Action item: Search the listing below for the line containing "use crate::key::SymmetricKey;". From there through the line containing "pub const HEADER_SIZE: usize", transcribe every line exactly, both ends included.
_____
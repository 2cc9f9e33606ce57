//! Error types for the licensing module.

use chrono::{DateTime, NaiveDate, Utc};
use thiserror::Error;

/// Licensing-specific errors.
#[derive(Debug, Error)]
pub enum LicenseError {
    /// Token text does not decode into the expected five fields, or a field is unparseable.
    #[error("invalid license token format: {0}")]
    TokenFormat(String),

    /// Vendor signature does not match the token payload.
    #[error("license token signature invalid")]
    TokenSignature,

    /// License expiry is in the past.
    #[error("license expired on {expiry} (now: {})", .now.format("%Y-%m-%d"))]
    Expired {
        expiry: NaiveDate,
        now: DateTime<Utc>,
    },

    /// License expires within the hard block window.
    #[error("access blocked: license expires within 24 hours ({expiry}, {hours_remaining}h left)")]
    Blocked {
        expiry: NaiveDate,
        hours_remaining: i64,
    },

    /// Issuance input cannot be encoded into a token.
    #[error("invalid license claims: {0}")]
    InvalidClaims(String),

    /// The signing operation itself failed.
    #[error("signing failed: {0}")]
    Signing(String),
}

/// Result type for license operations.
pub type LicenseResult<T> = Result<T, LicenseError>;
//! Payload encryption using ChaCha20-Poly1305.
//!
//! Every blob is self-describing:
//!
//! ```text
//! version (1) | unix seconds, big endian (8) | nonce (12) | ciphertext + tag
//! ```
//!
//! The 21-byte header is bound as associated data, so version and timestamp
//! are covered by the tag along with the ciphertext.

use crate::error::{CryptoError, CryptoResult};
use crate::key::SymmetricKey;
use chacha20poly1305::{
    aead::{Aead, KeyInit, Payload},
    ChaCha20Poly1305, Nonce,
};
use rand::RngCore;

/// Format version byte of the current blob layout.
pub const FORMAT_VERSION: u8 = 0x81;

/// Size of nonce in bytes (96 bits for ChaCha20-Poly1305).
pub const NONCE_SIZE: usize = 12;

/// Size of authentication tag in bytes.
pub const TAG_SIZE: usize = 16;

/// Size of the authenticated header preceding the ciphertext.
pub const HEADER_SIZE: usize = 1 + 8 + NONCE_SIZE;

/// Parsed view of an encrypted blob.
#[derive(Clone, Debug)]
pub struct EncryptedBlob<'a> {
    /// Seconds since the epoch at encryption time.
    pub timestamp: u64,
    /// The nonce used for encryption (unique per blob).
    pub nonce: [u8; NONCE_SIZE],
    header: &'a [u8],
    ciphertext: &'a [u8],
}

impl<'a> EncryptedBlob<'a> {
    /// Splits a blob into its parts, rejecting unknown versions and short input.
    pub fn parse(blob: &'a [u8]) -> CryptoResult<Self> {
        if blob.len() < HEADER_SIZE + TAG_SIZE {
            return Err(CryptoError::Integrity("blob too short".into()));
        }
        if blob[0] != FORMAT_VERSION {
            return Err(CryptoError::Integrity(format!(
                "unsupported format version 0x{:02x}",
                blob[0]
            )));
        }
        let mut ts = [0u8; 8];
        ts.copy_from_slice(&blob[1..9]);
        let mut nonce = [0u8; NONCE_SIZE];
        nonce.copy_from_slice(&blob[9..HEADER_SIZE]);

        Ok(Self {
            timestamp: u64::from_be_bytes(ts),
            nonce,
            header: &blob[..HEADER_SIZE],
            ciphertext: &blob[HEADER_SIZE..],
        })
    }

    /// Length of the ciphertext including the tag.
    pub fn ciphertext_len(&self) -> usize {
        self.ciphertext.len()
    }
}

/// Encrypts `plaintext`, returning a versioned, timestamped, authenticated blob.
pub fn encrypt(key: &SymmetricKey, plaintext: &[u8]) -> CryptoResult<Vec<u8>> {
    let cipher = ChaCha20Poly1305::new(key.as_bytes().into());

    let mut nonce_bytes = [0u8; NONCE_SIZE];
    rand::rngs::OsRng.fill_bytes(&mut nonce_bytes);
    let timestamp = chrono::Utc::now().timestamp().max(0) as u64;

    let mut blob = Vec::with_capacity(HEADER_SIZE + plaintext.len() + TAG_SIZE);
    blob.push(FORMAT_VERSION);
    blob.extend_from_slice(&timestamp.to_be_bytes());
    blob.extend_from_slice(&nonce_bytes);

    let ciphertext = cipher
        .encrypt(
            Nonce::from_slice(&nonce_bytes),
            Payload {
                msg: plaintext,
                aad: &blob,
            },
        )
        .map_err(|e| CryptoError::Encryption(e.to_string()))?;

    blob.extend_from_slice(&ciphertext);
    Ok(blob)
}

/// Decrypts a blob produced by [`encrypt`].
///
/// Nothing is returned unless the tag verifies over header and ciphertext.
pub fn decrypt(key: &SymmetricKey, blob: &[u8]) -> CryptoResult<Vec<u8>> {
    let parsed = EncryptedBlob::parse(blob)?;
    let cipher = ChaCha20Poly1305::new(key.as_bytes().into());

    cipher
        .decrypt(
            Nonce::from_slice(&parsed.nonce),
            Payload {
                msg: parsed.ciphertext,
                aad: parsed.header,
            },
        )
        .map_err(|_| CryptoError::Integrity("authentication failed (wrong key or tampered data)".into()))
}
_____
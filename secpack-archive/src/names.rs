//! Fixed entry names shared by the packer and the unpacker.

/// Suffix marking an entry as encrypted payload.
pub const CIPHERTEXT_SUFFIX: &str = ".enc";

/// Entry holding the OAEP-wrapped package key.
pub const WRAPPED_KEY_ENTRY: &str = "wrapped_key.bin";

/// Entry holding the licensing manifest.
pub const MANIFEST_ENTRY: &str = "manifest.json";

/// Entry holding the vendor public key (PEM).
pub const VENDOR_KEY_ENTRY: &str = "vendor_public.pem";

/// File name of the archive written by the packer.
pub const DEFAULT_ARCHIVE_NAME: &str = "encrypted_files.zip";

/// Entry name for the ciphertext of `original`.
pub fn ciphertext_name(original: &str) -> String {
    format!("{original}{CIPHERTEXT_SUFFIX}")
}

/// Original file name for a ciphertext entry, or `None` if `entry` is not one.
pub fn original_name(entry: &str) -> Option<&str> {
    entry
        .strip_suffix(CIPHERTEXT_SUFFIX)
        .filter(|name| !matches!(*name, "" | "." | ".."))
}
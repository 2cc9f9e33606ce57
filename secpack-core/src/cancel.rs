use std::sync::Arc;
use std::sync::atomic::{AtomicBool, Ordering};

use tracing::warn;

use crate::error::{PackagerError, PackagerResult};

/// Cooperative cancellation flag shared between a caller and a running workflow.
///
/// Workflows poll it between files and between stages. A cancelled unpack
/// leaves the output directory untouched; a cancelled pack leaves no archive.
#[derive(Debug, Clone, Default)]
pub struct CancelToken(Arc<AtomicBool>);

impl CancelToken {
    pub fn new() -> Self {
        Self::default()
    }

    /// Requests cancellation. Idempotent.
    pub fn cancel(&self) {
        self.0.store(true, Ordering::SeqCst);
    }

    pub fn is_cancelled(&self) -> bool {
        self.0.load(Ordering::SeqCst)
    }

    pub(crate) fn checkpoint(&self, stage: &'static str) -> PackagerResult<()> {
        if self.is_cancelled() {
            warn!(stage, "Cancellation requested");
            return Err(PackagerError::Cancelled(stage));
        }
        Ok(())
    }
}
_____
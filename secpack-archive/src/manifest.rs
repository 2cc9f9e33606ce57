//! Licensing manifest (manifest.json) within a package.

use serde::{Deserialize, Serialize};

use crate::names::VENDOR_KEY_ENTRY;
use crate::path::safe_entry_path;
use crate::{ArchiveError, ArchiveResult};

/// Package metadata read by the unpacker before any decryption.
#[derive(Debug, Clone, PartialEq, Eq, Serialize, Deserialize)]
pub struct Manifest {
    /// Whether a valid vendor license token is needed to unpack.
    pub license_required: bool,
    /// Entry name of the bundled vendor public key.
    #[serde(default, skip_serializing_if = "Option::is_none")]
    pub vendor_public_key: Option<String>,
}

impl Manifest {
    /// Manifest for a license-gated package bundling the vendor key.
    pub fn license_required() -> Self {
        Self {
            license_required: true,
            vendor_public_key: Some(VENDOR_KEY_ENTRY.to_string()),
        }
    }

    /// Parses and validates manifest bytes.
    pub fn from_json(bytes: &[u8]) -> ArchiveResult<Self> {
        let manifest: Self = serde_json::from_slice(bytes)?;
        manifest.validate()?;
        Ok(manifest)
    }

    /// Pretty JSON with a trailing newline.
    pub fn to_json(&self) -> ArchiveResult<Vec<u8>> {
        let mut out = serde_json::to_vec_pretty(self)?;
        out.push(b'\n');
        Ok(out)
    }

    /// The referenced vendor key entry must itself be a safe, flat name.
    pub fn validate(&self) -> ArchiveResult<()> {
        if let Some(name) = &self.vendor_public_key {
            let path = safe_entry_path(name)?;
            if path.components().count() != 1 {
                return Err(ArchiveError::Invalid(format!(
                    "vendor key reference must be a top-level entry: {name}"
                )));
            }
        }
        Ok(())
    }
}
_____
Answer area:
use crate::key::SymmetricKey;
use chacha20poly1305::{
    aead::{Aead, KeyInit, Payload},
    ChaCha20Poly1305, Nonce,
};
use rand::RngCore;

/// Format version byte of the current blob layout.
pub const FORMAT_VERSION: u8 = 0x81;

/// Size of nonce in bytes (96 bits for ChaCha20-Poly1305).
pub const NONCE_SIZE: usize = 12;

/// Size of authentication tag in bytes.
pub const TAG_SIZE: usize = 16;

/// Size of the authenticated header preceding the ciphertext.
pub const HEADER_SIZE: usize = 1 + 8 + NONCE_SIZE;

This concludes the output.